Friday, August 29, 2008

Czech this out!


Although posted several weeks late, below is my note from Prague, hopefully all better than my opening pun.

Do you know upon what American youth has become dependant? Cell phones. Cell phones have taken away our confidence in our own ability to make and keep plans in advance (as opposed to “I’ll call you when I get there”). That in mind, I am happy to announce that Kelly and I, coming from Berlin by train, were able to meet up with Kristina, flying in from Brussels, in a train station in Prague that none of us had ever seen before at the appropriate, pre-arranged time. We’re just that good. After that, we tramed, metroed, and walked our way to the youth hostel and set up camp complete with newly purchased groceries.  

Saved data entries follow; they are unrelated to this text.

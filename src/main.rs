use tracing::{error, info, Level};
use tracing_subscriber::FmtSubscriber;

use stardrift::Starfield;

fn main() {
    let subscriber = FmtSubscriber::builder()
        .with_max_level(Level::INFO)
        .with_env_filter("info")
        .finish();
    let _ = tracing::subscriber::set_global_default(subscriber);

    let mut starfield = Starfield::new();

    // Optional particle-count override: `stardrift [COUNT]`.
    if let Some(count) = std::env::args().nth(1).and_then(|s| s.parse().ok()) {
        starfield = starfield.with_particle_count(count);
    }

    info!("stardrift starting");
    if let Err(e) = starfield.run() {
        error!("stardrift failed: {e}");
        std::process::exit(1);
    }
}
//! Error types for stardrift.
//!
//! The only fatal path is environment setup: event loop, window, GPU
//! adapter and device. Everything per-frame degrades gracefully and never
//! surfaces here.

use std::fmt;

/// Errors that can occur during GPU initialization.
#[derive(Debug)]
pub enum GpuError {
    /// Failed to create a surface for rendering.
    SurfaceCreation(wgpu::CreateSurfaceError),
    /// No compatible GPU adapter found.
    NoAdapter,
    /// Failed to create GPU device.
    DeviceCreation(wgpu::RequestDeviceError),
}

impl fmt::Display for GpuError {
    fn fmt(&self, f: &mut fmt::Formatter<'_>) -> fmt::Result {
        match self {
            GpuError::SurfaceCreation(e) => write!(f, "Failed to create GPU surface: {}", e),
            GpuError::NoAdapter => write!(f, "No compatible GPU adapter found. Ensure your system has a GPU with WebGPU/Vulkan/Metal/DX12 support."),
            GpuError::DeviceCreation(e) => write!(f, "Failed to create GPU device: {}", e),
        }
    }
}

impl std::error::Error for GpuError {
    fn source(&self) -> Option<&(dyn std::error::Error + 'static)> {
        match self {
            GpuError::SurfaceCreation(e) => Some(e),
            GpuError::DeviceCreation(e) => Some(e),
            GpuError::NoAdapter => None,
        }
    }
}

impl From<wgpu::CreateSurfaceError> for GpuError {
    fn from(e: wgpu::CreateSurfaceError) -> Self {
        GpuError::SurfaceCreation(e)
    }
}

impl From<wgpu::RequestDeviceError> for GpuError {
    fn from(e: wgpu::RequestDeviceError) -> Self {
        GpuError::DeviceCreation(e)
    }
}

/// Errors that can occur when running the starfield.
#[derive(Debug)]
pub enum RunError {
    /// Failed to create event loop.
    EventLoop(winit::error::EventLoopError),
    /// Failed to create window.
    Window(winit::error::OsError),
    /// GPU initialization failed.
    Gpu(GpuError),
}

impl fmt::Display for RunError {
    fn fmt(&self, f: &mut fmt::Formatter<'_>) -> fmt::Result {
        match self {
            RunError::EventLoop(e) => write!(f, "Failed to create event loop: {}", e),
            RunError::Window(e) => write!(f, "Failed to create window: {}", e),
            RunError::Gpu(e) => write!(f, "GPU error: {}", e),
        }
    }
}

impl std::error::Error for RunError {
    fn source(&self) -> Option<&(dyn std::error::Error + 'static)> {
        match self {
            RunError::EventLoop(e) => Some(e),
            RunError::Window(e) => Some(e),
            RunError::Gpu(e) => Some(e),
        }
    }
}

impl From<winit::error::EventLoopError> for RunError {
    fn from(e: winit::error::EventLoopError) -> Self {
        RunError::EventLoop(e)
    }
}

impl From<winit::error::OsError> for RunError {
    fn from(e: winit::error::OsError) -> Self {
        RunError::Window(e)
    }
}

impl From<GpuError> for RunError {
    fn from(e: GpuError) -> Self {
        RunError::Gpu(e)
    }
}
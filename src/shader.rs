//! Render shader source and the vertex/uniform layouts it consumes.

use bytemuck::{Pod, Zeroable};

pub const SHADER_SOURCE: &str = include_str!("render.wgsl");

/// A colored 2D vertex in surface (pixel) coordinates.
///
/// The whole frame - trail strokes and star fills - is one batch of these,
/// converted to clip space in the vertex shader.
#[repr(C)]
#[derive(Debug, Copy, Clone, PartialEq, Pod, Zeroable)]
pub struct Vertex {
    pub position: [f32; 2],
    pub color: [f32; 4],
}

impl Vertex {
    pub const ATTRIBUTES: [wgpu::VertexAttribute; 2] = [
        wgpu::VertexAttribute {
            offset: 0,
            shader_location: 0,
            format: wgpu::VertexFormat::Float32x2,
        },
        wgpu::VertexAttribute {
            offset: 8,
            shader_location: 1,
            format: wgpu::VertexFormat::Float32x4,
        },
    ];

    pub fn layout() -> wgpu::VertexBufferLayout<'static> {
        wgpu::VertexBufferLayout {
            array_stride: std::mem::size_of::<Vertex>() as wgpu::BufferAddress,
            step_mode: wgpu::VertexStepMode::Vertex,
            attributes: &Self::ATTRIBUTES,
        }
    }
}

/// Per-frame uniforms: the surface size drives the pixel-to-NDC transform.
#[repr(C)]
#[derive(Debug, Copy, Clone, Pod, Zeroable)]
pub struct Uniforms {
    pub surface_size: [f32; 2],
    pub _padding: [f32; 2],
}

#[cfg(test)]
mod tests {
    use super::*;

    #[test]
    fn test_shader_source_parses() {
        naga::front::wgsl::parse_str(SHADER_SOURCE).expect("render.wgsl must be valid WGSL");
    }

    #[test]
    fn test_vertex_layout_matches_struct() {
        let layout = Vertex::layout();
        assert_eq!(layout.array_stride, 24);
        assert_eq!(layout.attributes.len(), 2);
        assert_eq!(layout.attributes[1].offset, 8);
    }
}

The first evening we explored some of Old Town, took lots of pictures, and then returned to the hostel and got to know some of our fellow vacationers. The next two days involved a lot of walking around the sights, including the Charles Bridge, the Citadel, a variety of churches, and other touristy excursions. Fortunately, we’re all avid people watchers, which provided us ample opportunity to stake out shady benches and rest our abused feet.


We also had a fantastic opportunity to meet up with a Czech student, Katerina, via a travel website that matches travelers with locals. She showed us the coolest of the lesser-known sights and a beautiful café at a water mill on a creek off the fiver that cuts through Prague. She then joined us and two more that were part of her tour group (one an IT specialist who traveled from London to every place imaginable on weekends, and one an American PhD in Mechanical Engineering who was making a living playing poker in Prague.) for dinner at a quiet little Lebanese place with great atmosphere, fantastic food., and even better prices. After our day of touring, we ended the next evening at a pub apparently frequented mostly by locals where we overlooked the English language menu on the table, but still managed to order thanks to a very patient waiter. And let me tell you, half a liter of Czech Pilsner for 35 Koruna ($2) is pretty awesome. That evening ended up with us walking home in the warm(ish) summer rain through the twinkling lights of Old Town Prague back to our warm beds. We dubbed it a success.

We are now on a train to Brno, a city on the Czech countryside full of primarily university students. Then it’s off to Slovakia! I’ll keep you posted! Laura out.